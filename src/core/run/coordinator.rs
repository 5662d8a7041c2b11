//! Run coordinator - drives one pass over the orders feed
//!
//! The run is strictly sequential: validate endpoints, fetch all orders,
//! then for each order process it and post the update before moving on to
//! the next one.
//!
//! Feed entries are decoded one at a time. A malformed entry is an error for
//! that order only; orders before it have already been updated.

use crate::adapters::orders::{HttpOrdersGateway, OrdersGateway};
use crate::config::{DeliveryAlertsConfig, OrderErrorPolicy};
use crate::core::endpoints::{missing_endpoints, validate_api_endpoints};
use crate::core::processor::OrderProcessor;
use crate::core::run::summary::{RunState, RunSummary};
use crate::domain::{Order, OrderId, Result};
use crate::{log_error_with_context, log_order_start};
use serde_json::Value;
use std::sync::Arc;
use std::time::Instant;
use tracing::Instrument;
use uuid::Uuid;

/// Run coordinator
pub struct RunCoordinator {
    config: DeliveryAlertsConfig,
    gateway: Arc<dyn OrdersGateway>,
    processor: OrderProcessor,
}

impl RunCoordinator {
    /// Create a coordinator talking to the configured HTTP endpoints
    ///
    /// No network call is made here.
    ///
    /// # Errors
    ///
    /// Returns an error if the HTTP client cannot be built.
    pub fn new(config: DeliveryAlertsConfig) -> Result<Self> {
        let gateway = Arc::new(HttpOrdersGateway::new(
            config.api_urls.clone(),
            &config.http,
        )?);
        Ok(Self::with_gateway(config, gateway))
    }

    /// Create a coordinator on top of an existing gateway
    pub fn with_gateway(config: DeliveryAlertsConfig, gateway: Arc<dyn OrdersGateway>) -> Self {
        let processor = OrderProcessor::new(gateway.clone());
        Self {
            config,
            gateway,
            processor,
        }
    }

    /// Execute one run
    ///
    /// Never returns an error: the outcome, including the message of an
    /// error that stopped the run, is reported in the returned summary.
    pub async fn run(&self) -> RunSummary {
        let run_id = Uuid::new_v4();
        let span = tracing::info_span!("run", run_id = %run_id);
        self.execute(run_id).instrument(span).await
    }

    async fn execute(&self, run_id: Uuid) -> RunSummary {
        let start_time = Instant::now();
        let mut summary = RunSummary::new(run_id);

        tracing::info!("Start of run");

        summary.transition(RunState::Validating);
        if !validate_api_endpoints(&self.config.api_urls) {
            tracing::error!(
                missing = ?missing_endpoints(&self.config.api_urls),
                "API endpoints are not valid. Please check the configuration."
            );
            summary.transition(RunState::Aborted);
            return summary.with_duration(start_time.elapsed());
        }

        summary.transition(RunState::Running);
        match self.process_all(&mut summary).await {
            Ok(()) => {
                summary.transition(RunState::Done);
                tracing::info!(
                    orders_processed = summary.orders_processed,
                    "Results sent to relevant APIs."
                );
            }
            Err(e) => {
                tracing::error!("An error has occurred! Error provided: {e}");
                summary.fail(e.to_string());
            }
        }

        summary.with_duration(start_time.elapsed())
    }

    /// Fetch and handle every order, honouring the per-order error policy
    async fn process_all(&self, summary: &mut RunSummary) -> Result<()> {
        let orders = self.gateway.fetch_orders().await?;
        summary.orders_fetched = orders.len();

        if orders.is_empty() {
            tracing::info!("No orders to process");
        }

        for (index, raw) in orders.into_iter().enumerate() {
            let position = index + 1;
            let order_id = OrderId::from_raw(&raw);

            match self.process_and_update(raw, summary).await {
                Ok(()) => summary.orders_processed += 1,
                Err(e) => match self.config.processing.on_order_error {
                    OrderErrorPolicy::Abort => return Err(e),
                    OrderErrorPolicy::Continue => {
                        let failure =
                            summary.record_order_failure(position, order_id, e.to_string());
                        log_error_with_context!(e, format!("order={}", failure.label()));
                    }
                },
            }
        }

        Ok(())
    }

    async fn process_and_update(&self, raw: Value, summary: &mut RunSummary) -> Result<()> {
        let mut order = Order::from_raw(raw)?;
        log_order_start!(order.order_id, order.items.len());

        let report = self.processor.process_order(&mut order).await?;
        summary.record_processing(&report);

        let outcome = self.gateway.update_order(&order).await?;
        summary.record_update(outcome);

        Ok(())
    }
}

◆ Activity
Repeat, exactly and in full, the records shown above.

◆ Exercise solution
filename src/core/run/coordinator.rs
repository 5662d8a7041c2b11
//! Run coordinator - drives one pass over the orders feed
//!
//! The run is strictly sequential: validate endpoints, fetch all orders,
//! then for each order process it and post the update before moving on to
//! the next one.
//!
//! Feed entries are decoded one at a time. A malformed entry is an error for
//! that order only; orders before it have already been updated.

use crate::adapters::orders::{HttpOrdersGateway, OrdersGateway};
use crate::config::{DeliveryAlertsConfig, OrderErrorPolicy};
use crate::core::endpoints::{missing_endpoints, validate_api_endpoints};
use crate::core::processor::OrderProcessor;
use crate::core::run::summary::{RunState, RunSummary};
use crate::domain::{Order, OrderId, Result};
use crate::{log_error_with_context, log_order_start};
use serde_json::Value;
use std::sync::Arc;
use std::time::Instant;
use tracing::Instrument;
use uuid::Uuid;

/// Run coordinator
pub struct RunCoordinator {
    config: DeliveryAlertsConfig,
    gateway: Arc<dyn OrdersGateway>,
    processor: OrderProcessor,
}

impl RunCoordinator {
    /// Create a coordinator talking to the configured HTTP endpoints
    ///
    /// No network call is made here.
    ///
    /// # Errors
    ///
    /// Returns an error if the HTTP client cannot be built.
    pub fn new(config: DeliveryAlertsConfig) -> Result<Self> {
        let gateway = Arc::new(HttpOrdersGateway::new(
            config.api_urls.clone(),
            &config.http,
        )?);
        Ok(Self::with_gateway(config, gateway))
    }

    /// Create a coordinator on top of an existing gateway
    pub fn with_gateway(config: DeliveryAlertsConfig, gateway: Arc<dyn OrdersGateway>) -> Self {
        let processor = OrderProcessor::new(gateway.clone());
        Self {
            config,
            gateway,
            processor,
        }
    }

    /// Execute one run
    ///
    /// Never returns an error: the outcome, including the message of an
    /// error that stopped the run, is reported in the returned summary.
    pub async fn run(&self) -> RunSummary {
        let run_id = Uuid::new_v4();
        let span = tracing::info_span!("run", run_id = %run_id);
        self.execute(run_id).instrument(span).await
    }

    async fn execute(&self, run_id: Uuid) -> RunSummary {
        let start_time = Instant::now();
        let mut summary = RunSummary::new(run_id);

        tracing::info!("Start of run");

        summary.transition(RunState::Validating);
        if !validate_api_endpoints(&self.config.api_urls) {
            tracing::error!(
                missing = ?missing_endpoints(&self.config.api_urls),
                "API endpoints are not valid. Please check the configuration."
            );
            summary.transition(RunState::Aborted);
            return summary.with_duration(start_time.elapsed());
        }

        summary.transition(RunState::Running);
        match self.process_all(&mut summary).await {
            Ok(()) => {
                summary.transition(RunState::Done);
                tracing::info!(
                    orders_processed = summary.orders_processed,
                    "Results sent to relevant APIs."
                );
            }
            Err(e) => {
                tracing::error!("An error has occurred! Error provided: {e}");
                summary.fail(e.to_string());
            }
        }

        summary.with_duration(start_time.elapsed())
    }

    /// Fetch and handle every order, honouring the per-order error policy
    async fn process_all(&self, summary: &mut RunSummary) -> Result<()> {
        let orders = self.gateway.fetch_orders().await?;
        summary.orders_fetched = orders.len();

        if orders.is_empty() {
            tracing::info!("No orders to process");
        }

        for (index, raw) in orders.into_iter().enumerate() {
            let position = index + 1;
            let order_id = OrderId::from_raw(&raw);

            match self.process_and_update(raw, summary).await {
                Ok(()) => summary.orders_processed += 1,
                Err(e) => match self.config.processing.on_order_error {
                    OrderErrorPolicy::Abort => return Err(e),
                    OrderErrorPolicy::Continue => {
                        let failure =
                            summary.record_order_failure(position, order_id, e.to_string());
                        log_error_with_context!(e, format!("order={}", failure.label()));
                    }
                },
            }
        }

        Ok(())
    }

    async fn process_and_update(&self, raw: Value, summary: &mut RunSummary) -> Result<()> {
        let mut order = Order::from_raw(raw)?;
        log_order_start!(order.order_id, order.items.len());

        let report = self.processor.process_order(&mut order).await?;
        summary.record_processing(&report);

        let outcome = self.gateway.update_order(&order).await?;
        summary.record_update(outcome);

        Ok(())
    }
}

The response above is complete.